• **What to work on**: Start at the line in the entries below that contains "filename pmoradio/src/live.rs", stop at the line that contains "let genres = match", and output exactly the lines in that span, both ends included.

[Items from a data source]
____________

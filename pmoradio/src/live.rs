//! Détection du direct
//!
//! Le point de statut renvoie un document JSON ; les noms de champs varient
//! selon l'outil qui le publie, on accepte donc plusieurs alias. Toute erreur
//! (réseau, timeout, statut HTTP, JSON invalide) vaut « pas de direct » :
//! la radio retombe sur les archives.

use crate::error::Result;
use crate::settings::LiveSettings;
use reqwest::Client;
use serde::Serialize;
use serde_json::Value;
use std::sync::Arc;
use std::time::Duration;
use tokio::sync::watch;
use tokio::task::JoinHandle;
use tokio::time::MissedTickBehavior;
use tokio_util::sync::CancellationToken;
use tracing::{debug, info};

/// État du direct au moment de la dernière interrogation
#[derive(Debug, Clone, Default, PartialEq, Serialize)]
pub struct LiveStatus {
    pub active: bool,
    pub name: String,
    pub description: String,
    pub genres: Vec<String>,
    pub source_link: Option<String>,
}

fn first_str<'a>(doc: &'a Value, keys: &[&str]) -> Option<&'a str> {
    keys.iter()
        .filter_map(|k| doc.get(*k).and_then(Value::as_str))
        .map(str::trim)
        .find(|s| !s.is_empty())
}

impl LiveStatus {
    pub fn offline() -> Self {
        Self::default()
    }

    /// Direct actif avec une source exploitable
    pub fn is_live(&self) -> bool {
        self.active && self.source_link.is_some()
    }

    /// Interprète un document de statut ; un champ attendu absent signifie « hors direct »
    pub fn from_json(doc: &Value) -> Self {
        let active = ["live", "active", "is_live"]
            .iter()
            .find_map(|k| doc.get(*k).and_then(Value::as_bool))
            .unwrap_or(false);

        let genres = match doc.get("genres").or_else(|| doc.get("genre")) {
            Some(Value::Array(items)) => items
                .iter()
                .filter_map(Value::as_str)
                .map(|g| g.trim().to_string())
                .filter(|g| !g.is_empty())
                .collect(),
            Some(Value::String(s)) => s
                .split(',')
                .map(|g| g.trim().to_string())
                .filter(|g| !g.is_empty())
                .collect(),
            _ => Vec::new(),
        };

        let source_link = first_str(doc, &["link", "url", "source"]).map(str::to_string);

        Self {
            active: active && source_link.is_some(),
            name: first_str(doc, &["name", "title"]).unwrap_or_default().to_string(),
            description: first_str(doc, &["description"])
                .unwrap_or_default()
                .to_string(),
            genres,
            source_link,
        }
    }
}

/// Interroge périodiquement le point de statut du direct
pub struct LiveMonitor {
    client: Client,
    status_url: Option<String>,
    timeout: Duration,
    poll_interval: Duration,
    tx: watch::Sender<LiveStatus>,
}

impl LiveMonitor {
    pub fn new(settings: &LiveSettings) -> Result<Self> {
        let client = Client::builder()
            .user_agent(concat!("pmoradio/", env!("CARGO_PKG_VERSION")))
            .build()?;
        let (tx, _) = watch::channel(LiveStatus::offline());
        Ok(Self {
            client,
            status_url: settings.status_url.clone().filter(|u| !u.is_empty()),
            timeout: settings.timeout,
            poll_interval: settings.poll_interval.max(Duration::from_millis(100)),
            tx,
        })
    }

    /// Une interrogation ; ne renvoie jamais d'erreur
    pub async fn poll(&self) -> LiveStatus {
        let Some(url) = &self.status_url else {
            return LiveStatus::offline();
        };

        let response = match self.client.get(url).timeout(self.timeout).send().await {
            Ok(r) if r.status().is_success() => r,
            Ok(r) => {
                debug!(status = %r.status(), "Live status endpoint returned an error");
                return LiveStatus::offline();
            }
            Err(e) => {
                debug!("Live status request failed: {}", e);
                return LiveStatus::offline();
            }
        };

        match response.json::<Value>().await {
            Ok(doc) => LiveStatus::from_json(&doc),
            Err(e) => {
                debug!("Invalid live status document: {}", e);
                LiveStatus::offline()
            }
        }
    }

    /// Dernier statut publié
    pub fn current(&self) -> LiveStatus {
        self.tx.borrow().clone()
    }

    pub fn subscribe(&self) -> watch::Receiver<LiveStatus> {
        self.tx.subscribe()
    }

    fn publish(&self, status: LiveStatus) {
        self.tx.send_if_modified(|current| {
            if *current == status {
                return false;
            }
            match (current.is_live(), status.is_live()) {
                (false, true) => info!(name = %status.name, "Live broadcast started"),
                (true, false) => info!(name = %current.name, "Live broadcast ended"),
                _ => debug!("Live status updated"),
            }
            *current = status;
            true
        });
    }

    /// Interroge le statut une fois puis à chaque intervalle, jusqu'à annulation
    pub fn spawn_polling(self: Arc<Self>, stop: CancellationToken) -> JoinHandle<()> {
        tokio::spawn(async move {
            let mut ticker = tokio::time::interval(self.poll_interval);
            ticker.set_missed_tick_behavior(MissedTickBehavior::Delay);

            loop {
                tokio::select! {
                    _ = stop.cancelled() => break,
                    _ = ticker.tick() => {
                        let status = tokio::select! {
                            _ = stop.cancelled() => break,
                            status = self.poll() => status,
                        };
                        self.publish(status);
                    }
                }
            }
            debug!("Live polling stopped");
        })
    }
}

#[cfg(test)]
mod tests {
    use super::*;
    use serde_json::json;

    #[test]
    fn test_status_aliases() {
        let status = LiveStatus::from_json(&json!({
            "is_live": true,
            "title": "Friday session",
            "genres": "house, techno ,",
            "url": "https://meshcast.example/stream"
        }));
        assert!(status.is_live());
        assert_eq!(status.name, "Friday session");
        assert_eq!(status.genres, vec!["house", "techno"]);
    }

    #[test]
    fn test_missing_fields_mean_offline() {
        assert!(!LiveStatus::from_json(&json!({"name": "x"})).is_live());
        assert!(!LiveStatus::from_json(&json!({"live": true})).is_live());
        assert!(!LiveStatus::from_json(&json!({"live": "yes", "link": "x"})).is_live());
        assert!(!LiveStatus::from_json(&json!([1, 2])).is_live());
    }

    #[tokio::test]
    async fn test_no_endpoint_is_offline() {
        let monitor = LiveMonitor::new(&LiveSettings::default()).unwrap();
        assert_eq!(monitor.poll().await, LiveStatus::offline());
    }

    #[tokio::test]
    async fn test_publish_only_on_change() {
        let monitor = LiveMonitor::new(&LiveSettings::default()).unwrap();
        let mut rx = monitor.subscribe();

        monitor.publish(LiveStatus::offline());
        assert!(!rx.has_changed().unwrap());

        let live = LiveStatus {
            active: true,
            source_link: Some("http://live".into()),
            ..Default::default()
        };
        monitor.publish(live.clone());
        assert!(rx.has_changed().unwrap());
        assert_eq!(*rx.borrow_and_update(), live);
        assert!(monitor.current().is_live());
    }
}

____________

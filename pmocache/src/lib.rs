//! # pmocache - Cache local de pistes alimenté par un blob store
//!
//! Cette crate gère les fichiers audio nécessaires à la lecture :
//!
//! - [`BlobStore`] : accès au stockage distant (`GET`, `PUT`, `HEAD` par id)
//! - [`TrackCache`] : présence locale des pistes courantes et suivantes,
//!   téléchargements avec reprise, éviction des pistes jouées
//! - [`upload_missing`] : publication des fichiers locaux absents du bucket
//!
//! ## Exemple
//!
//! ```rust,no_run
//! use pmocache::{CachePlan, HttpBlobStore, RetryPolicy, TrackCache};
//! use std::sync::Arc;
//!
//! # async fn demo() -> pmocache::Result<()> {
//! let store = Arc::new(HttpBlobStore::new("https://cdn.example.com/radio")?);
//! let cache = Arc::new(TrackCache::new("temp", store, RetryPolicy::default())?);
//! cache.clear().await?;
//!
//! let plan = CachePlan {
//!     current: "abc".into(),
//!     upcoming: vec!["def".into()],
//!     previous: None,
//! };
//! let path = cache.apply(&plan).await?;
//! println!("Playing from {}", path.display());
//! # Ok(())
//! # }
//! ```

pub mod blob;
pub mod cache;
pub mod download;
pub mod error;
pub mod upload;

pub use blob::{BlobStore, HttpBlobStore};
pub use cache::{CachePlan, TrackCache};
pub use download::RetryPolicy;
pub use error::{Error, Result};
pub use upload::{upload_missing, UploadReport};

____________

• **Answer space**:
filename pmoradio/src/live.rs
//! Détection du direct
//!
//! Le point de statut renvoie un document JSON ; les noms de champs varient
//! selon l'outil qui le publie, on accepte donc plusieurs alias. Toute erreur
//! (réseau, timeout, statut HTTP, JSON invalide) vaut « pas de direct » :
//! la radio retombe sur les archives.

use crate::error::Result;
use crate::settings::LiveSettings;
use reqwest::Client;
use serde::Serialize;
use serde_json::Value;
use std::sync::Arc;
use std::time::Duration;
use tokio::sync::watch;
use tokio::task::JoinHandle;
use tokio::time::MissedTickBehavior;
use tokio_util::sync::CancellationToken;
use tracing::{debug, info};

/// État du direct au moment de la dernière interrogation
#[derive(Debug, Clone, Default, PartialEq, Serialize)]
pub struct LiveStatus {
    pub active: bool,
    pub name: String,
    pub description: String,
    pub genres: Vec<String>,
    pub source_link: Option<String>,
}

fn first_str<'a>(doc: &'a Value, keys: &[&str]) -> Option<&'a str> {
    keys.iter()
        .filter_map(|k| doc.get(*k).and_then(Value::as_str))
        .map(str::trim)
        .find(|s| !s.is_empty())
}

impl LiveStatus {
    pub fn offline() -> Self {
        Self::default()
    }

    /// Direct actif avec une source exploitable
    pub fn is_live(&self) -> bool {
        self.active && self.source_link.is_some()
    }

    /// Interprète un document de statut ; un champ attendu absent signifie « hors direct »
    pub fn from_json(doc: &Value) -> Self {
        let active = ["live", "active", "is_live"]
            .iter()
            .find_map(|k| doc.get(*k).and_then(Value::as_bool))
            .unwrap_or(false);

        let genres = match doc.get("genres").or_else(|| doc.get("genre")) {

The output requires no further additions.